In this review, we explore the embryogenesis of organ systems affected by MRKH syndrome and discuss the roles that candidate genes and environmental factors may play during their development.

Early Development of Mesodermal Tissues

Tissues affected by MRKH syndrome share common embryonic origin and genetic programs. Proper development of the mesoderm is critical as the reproductive tract, kidneys, skeleton, and heart – the organs most commonly affected by MRKH – all originate from this germ layer. Additionally, early differentiation of these organs are mostly regulated by the same main pathways, including WNT [22], bone morphogenetic proteins (BMP) [23], and fibroblast growth factor (FGF) [24]. Therefore, perturbations disrupting early events during mesodermal development could involve multiple tissue primordia or include signaling factors that are necessary for the correct formation of more than one organ. Genetic variations involving these pathways need particular attention and could explain, at least partially, complex presentations like MRKH syndrome type II.
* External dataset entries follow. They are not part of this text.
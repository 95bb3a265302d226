//! JWT subject extraction
//!
//! Reads the `sub` claim from an access token without verifying the
//! signature. The exchange puts the numeric user id there.

use base64::engine::general_purpose::URL_SAFE_NO_PAD;
use base64::Engine;
use serde_json::Value;

/// Subject of a compact JWT, or `None` if the token is malformed or has no `sub`.
pub fn decode_subject(token: &str) -> Option<String> {
    let parts: Vec<&str> = token.trim().split('.').collect();
    if parts.len() != 3 {
        return None;
    }

    let payload = URL_SAFE_NO_PAD.decode(parts[1].trim_end_matches('=')).ok()?;
    let claims: Value = serde_json::from_slice(&payload).ok()?;

    match claims.get("sub")? {
        Value::String(s) if !s.is_empty() => Some(s.clone()),
        Value::Number(n) => Some(n.to_string()),
        _ => None,
    }
}
//! Target and retry configuration
//!
//! Defaults mirror how the seeding scripts are run against a local stack:
//! `http://localhost:8080`, 5 second per-attempt timeout, 2 retries.

use serde::{Deserialize, Serialize};
use std::time::Duration;

/// Environment variable overriding the target host
pub const BASE_URL_ENV: &str = "BASE_URL";
pub const DEFAULT_BASE_URL: &str = "http://localhost:8080";
pub const DEFAULT_TIMEOUT_SECS: u64 = 5;
pub const DEFAULT_MAX_RETRIES: u32 = 2;
/// Backoff unit: attempt `i` (0-based) waits `unit * (i + 1)`
pub const DEFAULT_BACKOFF_UNIT_MS: u64 = 500;

/// Where requests go and how long each attempt may take
#[derive(Debug, Clone, PartialEq, Eq, Serialize, Deserialize)]
pub struct TargetConfig {
    /// Base URL without trailing slash
    pub base_url: String,
    /// Per-attempt timeout; no timeout spans several attempts
    pub timeout: Duration,
}

impl TargetConfig {
    pub fn new(base_url: &str, timeout: Duration) -> Self {
        Self {
            base_url: normalize_base_url(base_url),
            timeout,
        }
    }

    /// Read `BASE_URL` from the environment, falling back to the default.
    pub fn from_env() -> Self {
        let base_url = std::env::var(BASE_URL_ENV).unwrap_or_else(|_| DEFAULT_BASE_URL.to_string());
        Self::new(&base_url, Duration::from_secs(DEFAULT_TIMEOUT_SECS))
    }

    /// Absolute URL for an API path starting with `/`
    pub fn url(&self, path: &str) -> String {
        format!("{}{}", self.base_url, path)
    }
}

impl Default for TargetConfig {
    fn default() -> Self {
        Self::new(DEFAULT_BASE_URL, Duration::from_secs(DEFAULT_TIMEOUT_SECS))
    }
}

/// Strip every trailing slash from a base URL
pub fn normalize_base_url(raw: &str) -> String {
    raw.trim().trim_end_matches('/').to_string()
}

/// Bounded linear-backoff retry policy
#[derive(Debug, Clone, PartialEq, Eq, Serialize, Deserialize)]
pub struct RetryPolicy {
    /// Retries after the initial attempt; total attempts = `max_retries + 1`
    pub max_retries: u32,
    /// Linear backoff unit
    pub backoff_unit: Duration,
    /// Treat HTTP 409 as idempotent success (`ALREADY_EXISTS`)
    pub conflict_is_success: bool,
}

impl RetryPolicy {
    pub fn new(max_retries: u32) -> Self {
        Self {
            max_retries,
            ..Self::default()
        }
    }

    /// Same policy, with 409 accepted as "resource already exists"
    pub fn idempotent_create(mut self) -> Self {
        self.conflict_is_success = true;
        self
    }

    /// Delay before the retry that follows attempt `attempt` (0-based)
    pub fn backoff_for(&self, attempt: u32) -> Duration {
        self.backoff_unit * (attempt + 1)
    }

    /// Total number of requests the policy allows
    pub fn max_attempts(&self) -> u32 {
        self.max_retries + 1
    }
}

impl Default for RetryPolicy {
    fn default() -> Self {
        Self {
            max_retries: DEFAULT_MAX_RETRIES,
            backoff_unit: Duration::from_millis(DEFAULT_BACKOFF_UNIT_MS),
            conflict_is_success: false,
        }
    }
}

#[cfg(test)]
mod tests {
    use super::*;

    #[test]
    fn test_trailing_slashes_stripped() {
        assert_eq!(normalize_base_url("http://host:8080/"), "http://host:8080");
        assert_eq!(normalize_base_url("http://host:8080///"), "http://host:8080");
        assert_eq!(normalize_base_url("http://host:8080"), "http://host:8080");
    }

    #[test]
    fn test_url_join() {
        let target = TargetConfig::new("http://localhost:9000/", Duration::from_secs(1));
        assert_eq!(target.url("/api/v1/cash-wallet"), "http://localhost:9000/api/v1/cash-wallet");
    }

    #[test]
    fn test_default_target() {
        let target = TargetConfig::default();
        assert_eq!(target.base_url, "http://localhost:8080");
        assert_eq!(target.timeout, Duration::from_secs(5));
    }

    #[test]
    fn test_linear_backoff() {
        let policy = RetryPolicy::default();
        assert_eq!(policy.backoff_for(0), Duration::from_millis(500));
        assert_eq!(policy.backoff_for(1), Duration::from_millis(1000));
        assert_eq!(policy.backoff_for(2), Duration::from_millis(1500));
        assert_eq!(policy.max_attempts(), 3);
    }

    #[test]
    fn test_idempotent_create_only_flips_conflict() {
        let policy = RetryPolicy::new(4).idempotent_create();
        assert!(policy.conflict_is_success);
        assert_eq!(policy.max_retries, 4);
        assert!(!RetryPolicy::default().conflict_is_success);
    }
}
During gastrulation, activation of Tcf-3 by β-catenin is a key event that activates specific pathways driving mesoderm differentiation into paraxial, intermediate, and lateral mesoderm [25] (Figure 1). The paraxial mesoderm (PM) gives rise to muscles and most of the skeleton. The entire urogenital system, including the reproductive tract and the kidneys, derives from the intermediate mesoderm (IM). Finally, the lateral mesoderm (LM) differentiates into the heart, vascular system, smooth muscles, and skeleton of the limbs [26]. Mesoderm differentiation is a complex process requiring the coordinated and balanced expression of several genes. In addition to WNT/β-catenin signaling, several other factors play fundamental roles in regulating the specification and development of the mesodermal germ layer into its main components. Low levels of BMP drive IM development and inhibit the expression of PM genes. Conversely, BMP is expressed at high levels in the LM, ensuring its development while repressing IM-specific gene expression [27]. It is believed that the gradient of BMP signaling causes the differential expression of specific Fox factors acting as effectors of mesodermal patterning [28]. LM is specified by Foxf1 expression, whereas high and low levels of Foxc1 and Foxc2 determine the development of PM and IM, respectively. In addition, the FGF pathway is a critical regulator of embryonic segmentation in vertebrates [29]. FGF factors establish a posterior-to-anterior concentration gradient, which induces cell fate and provides positional information in the presomitic mesoderm (PSM) [30]. In the PM, FGF controls the maturation of paraxial cells into segmented tissue [31].

Figure 1

Molecular regulation of mesodermal patterning. β-catenin induces TCF-3, which regulates the expression of transcription factors and regulatory proteins including Pax3,7, Bmp4, and Wnt1,3a). These signals lead to the differentiation of the three main components, lateral mesoderm, intermediate mesoderm, and paraxial mesoderm. Expression of VEGF in the lateral mesoderm (LM) initiates progenitor cell specification for the development of the heart, blood vessels, limbs and mesenchymal cells. BMP4/FGF3 signaling from the LM stimulates TGF-β/Notch signaling, which activates Wnt3a expression in the intermediate mesoderm driving urogenital system and adrenal gland development. Expression of Wnt1,3a from the neural tube upregulates Pax1,3 and MyoD in the paraxial mesoderm. Pax1,3 and MyoD stimulate SHH/NOTCH and RA/FGF-8 signaling to differentiate the paraxial mesoderm into cartilage, tendons, skeletal muscles, and endothelial cells.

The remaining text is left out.